O presidente da Assembleia da República esteve na Associação 25 de Abril para um almoço com os capitães que, no passado, fizeram a Revolução dos Cravos, mas os recados que deixou foram para o presente e para o futuro, falando do ressurgimento do fascismo e sobre o contágio à direita democrática.
Um dia depois do partido de Giorgia Meloni ter conquistado uma vitória histórica nas eleições legislativas de Itália, Augusto Santos Silva apontou para um futuro europeu com uma extrema-direita em crescimento.
“Aquilo a que assistimos na Suécia e em Itália vamos assistir noutros países, que é a direita democrática não ter nenhum pejo em aceitar a aliança com a direita extrema se esse for o preço que tiver de pagar para voltar ao poder”, traçou.
Puxando a fita atrás, recordou o exemplo da Alemanha para pedir um cordão sanitário à extrema-direita. “Quem não compreender que o que Angela Merkel fez na Alemanha é exceção e não a regra no comportamento do PPE, não está a compreender nada”, considerou, referindo-se ao facto de a ex-chanceler alemã ter recusado qualquer acordo, a nível local ou nacional, com o partido de extrema-direita AfD.
Na ótica de Santos Silva, Angela Merkel pagou “um preço eleitoral” por essa posição, mas salvaguardou a “pureza, a firmeza” e o “futuro dos democratas cristãos e conservadores alemães”.
“Incredulidade” e “estupefação” – foram estes os sentimentos com que os sociais-democratas, que acusam a segunda figura do Estado de não ter “vergonha”, receberam os recados de Santos Silva, já que o conselho sem destinatário foi também dirigido ao PSD, numa altura em que o partido tem sido alvo de acusações de aproximação à extrema-direita, depois de Luís Montenegro ter feito um apelo ao seu grupo parlamentar para votar a favor da candidatura do Chega para a vice-presidência do Parlamento e de ter feito um pedido ao Presidente da Assembleia da República para desbloquear a eleição dos membros da Mesa.
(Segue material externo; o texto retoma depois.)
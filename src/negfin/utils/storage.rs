use super::sink::{percentage, ItemsetSink};
use crate::error::Error;

/// Flat storage of mined itemsets and their supports. Each itemset is kept
/// sorted by identifier; itemsets stay in discovery order.
#[derive(Debug, Clone, Default, PartialEq, Eq)]
pub struct FrequentItemsets {
    items: Vec<u64>,
    offsets: Vec<(usize, usize)>,
    supports: Vec<u64>,
    num_transactions: u64,
}

impl FrequentItemsets {
    pub fn new() -> Self {
        Self::default()
    }

    pub fn add_itemset_with_support(&mut self, itemset: &[u64], support: u64) -> usize {
        let start = self.items.len();
        self.items.extend_from_slice(itemset);
        self.items[start..].sort_unstable();
        self.offsets.push((start, itemset.len()));
        self.supports.push(support);
        self.offsets.len() - 1
    }

    pub fn get_itemset(&self, idx: usize) -> &[u64] {
        let (start, len) = self.offsets[idx];
        &self.items[start..start + len]
    }

    pub fn support(&self, idx: usize) -> u64 {
        self.supports[idx]
    }

    pub fn len(&self) -> usize {
        self.offsets.len()
    }

    pub fn is_empty(&self) -> bool {
        self.offsets.is_empty()
    }

    pub fn num_transactions(&self) -> u64 {
        self.num_transactions
    }

    pub fn iter(&self) -> impl Iterator<Item = (&[u64], u64)> {
        (0..self.len()).map(move |idx| (self.get_itemset(idx), self.support(idx)))
    }

    /// Itemsets with exactly `size` items.
    pub fn iter_level(&self, size: usize) -> impl Iterator<Item = (&[u64], u64)> {
        self.iter().filter(move |(itemset, _)| itemset.len() == size)
    }

    /// Support of `itemset` (in any order) if it was mined.
    pub fn support_of(&self, itemset: &[u64]) -> Option<u64> {
        let mut query = itemset.to_vec();
        query.sort_unstable();
        self.iter()
            .find(|(stored, _)| *stored == query.as_slice())
            .map(|(_, support)| support)
    }

    /// Relative support as a whole percentage.
    pub fn percentage(&self, idx: usize) -> u64 {
        percentage(self.support(idx), self.num_transactions)
    }
}

impl ItemsetSink for FrequentItemsets {
    fn begin(&mut self, num_transactions: u64) -> Result<(), Error> {
        self.num_transactions = num_transactions;
        Ok(())
    }

    fn accept(&mut self, itemset: &[u64], support: u64) -> Result<(), Error> {
        self.add_itemset_with_support(itemset, support);
        Ok(())
    }
}
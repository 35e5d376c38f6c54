//! Deterministic naming of localized resources
//!
//! Every reference maps to one physical file under the output root and one
//! public path under the served prefix. The mapping depends only on the URL
//! and the dialect of the text it was found in.

use super::scanner::Dialect;
use crate::url::{is_stylesheet_endpoint, path_extension};
use sha1::{Digest, Sha1};
use std::path::{Path, PathBuf};
use url::Url;

/// Number of hex digits of the URL hash used in generated file names
const HASH_PREFIX_LEN: usize = 12;

/// Extension of generated names when the URL path has none
const DEFAULT_EXTENSION: &str = ".dat";

const IMAGE_EXTENSIONS: &[&str] = &[".png", ".jpg", ".jpeg", ".gif", ".webp", ".bmp", ".svg"];

const MEDIA_EXTENSIONS: &[&str] = &[
    ".mp3", ".wav", ".ogg", ".m4a", ".flac", ".mid", ".mp4", ".webm", ".mov", ".avi",
];

/// Maps reference URLs to their physical and public locations
#[derive(Debug, Clone)]
pub struct PathMapper {
    output_root: PathBuf,
    public_root: String,
}

impl PathMapper {
    /// Creates a mapper for one character
    ///
    /// # Arguments
    ///
    /// * `output_root` - Directory receiving this character's resources
    /// * `served_prefix` - Public prefix, such as `/niko/`
    /// * `character` - Sanitized character name
    pub fn new(output_root: impl Into<PathBuf>, served_prefix: &str, character: &str) -> Self {
        Self {
            output_root: output_root.into(),
            public_root: format!("{}/{}/", served_prefix.trim_end_matches('/'), character),
        }
    }

    pub fn output_root(&self) -> &Path {
        &self.output_root
    }

    /// Returns the `(physical, public)` locations of a reference
    ///
    /// References found in HTML or CSS, and stylesheet-endpoint URLs, get a
    /// hashed name directly under the output root. Everything else keeps its
    /// base name inside an `images`, `media` or `assets` directory.
    ///
    /// # Example
    ///
    /// ```
    /// use card_localizer::localizer::{Dialect, PathMapper};
    ///
    /// let mapper = PathMapper::new("/srv/public/niko/Ann", "/niko/", "Ann");
    /// let (physical, public) = mapper.map_paths("http://example.com/a.png", Dialect::Json);
    /// assert!(physical.ends_with("images/a.png"));
    /// assert_eq!(public, "/niko/Ann/images/a.png");
    /// ```
    pub fn map_paths(&self, url: &str, dialect: Dialect) -> (PathBuf, String) {
        let parsed = Url::parse(url).ok();
        let stylesheet = parsed.as_ref().is_some_and(is_stylesheet_endpoint);
        let extension = parsed.as_ref().and_then(path_extension);

        if stylesheet || dialect.uses_hashed_names() {
            let extension = if stylesheet {
                ".css".to_string()
            } else {
                extension.unwrap_or_else(|| DEFAULT_EXTENSION.to_string())
            };
            return self.locate(None, format!("{}{}", hash_prefix(url), extension));
        }

        let file_name = parsed
            .as_ref()
            .and_then(base_name)
            .unwrap_or_else(|| {
                let extension = extension.unwrap_or_else(|| DEFAULT_EXTENSION.to_string());
                format!("{}{}", hash_prefix(url), extension)
            });

        let category = category_for(&file_name);
        self.locate(Some(category), file_name)
    }

    fn locate(&self, category: Option<&str>, file_name: String) -> (PathBuf, String) {
        match category {
            Some(category) => (
                self.output_root.join(category).join(&file_name),
                format!("{}{}/{}", self.public_root, category, file_name),
            ),
            None => (
                self.output_root.join(&file_name),
                format!("{}{}", self.public_root, file_name),
            ),
        }
    }
}

/// First hex digits of the SHA-1 of the URL text
fn hash_prefix(url: &str) -> String {
    let digest = Sha1::digest(url.as_bytes());
    let mut hex = hex::encode(digest);
    hex.truncate(HASH_PREFIX_LEN);
    hex
}

/// Last path segment, if it is usable as a file name as-is
///
/// Percent-encoded or otherwise unusual names are rejected so that the
/// served path matches the name on disk.
fn base_name(url: &Url) -> Option<String> {
    let last = url.path_segments()?.last()?;

    if last.is_empty() || last == "." || last == ".." {
        return None;
    }

    let safe = last
        .chars()
        .all(|c| c.is_ascii_alphanumeric() || matches!(c, '.' | '-' | '_'));

    safe.then(|| last.to_string())
}

/// Directory a file belongs in, by its extension
fn category_for(file_name: &str) -> &'static str {
    let extension = Path::new(file_name)
        .extension()
        .map(|ext| format!(".{}", ext.to_string_lossy().to_lowercase()));

    match extension.as_deref() {
        Some(ext) if IMAGE_EXTENSIONS.contains(&ext) => "images",
        Some(ext) if MEDIA_EXTENSIONS.contains(&ext) => "media",
        _ => "assets",
    }
}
Contudo, os avisos da esquerda não convencem o líder dos sociais-democratas, que, na segunda-feira, considerou mesmo “anedótico” que o PS, juntamente com o Bloco de Esquerda e o PCP, o acusem de normalizar o Chega.
“É um bocadinho anedótico a deputada Catarina Martins e o deputado Jerónimo de Sousa falarem nesse aspeto e ainda mais anedótico se vier de dirigentes do PS. Se há normalização em termos de presença governativa de partidos da extrema-esquerda do espetro político é a que aconteceu em Portugal em 2015, quando o PS decidiu governar com dois partidos da extrema-esquerda”, recordou Montenegro, numa referência à aliança governativa firmada por António Costa quando o PSD de Passos Coelho ganhou as eleições legislativas.
O social-democrata defendeu ainda que “quanto mais ataques se desferir querendo dar uma conceção antissistema a partidos com representação parlamentar, mais valorizam esses partidos”, acrescentando que o PS “faz isso de propósito para favorecer os seus resultados”.
“O PS puxa muito pelo Chega a ver se o Chega ocupa um espaço político, mas claro que se vai enganar. O que vai acontecer é o reforço do espaço político que o PSD representa”, afirmou, reiterando que uma eventual coligação com o Chega nas próximas legislativas, previstas para 2026, “é uma questão que não tem nenhum tipo atualidade”.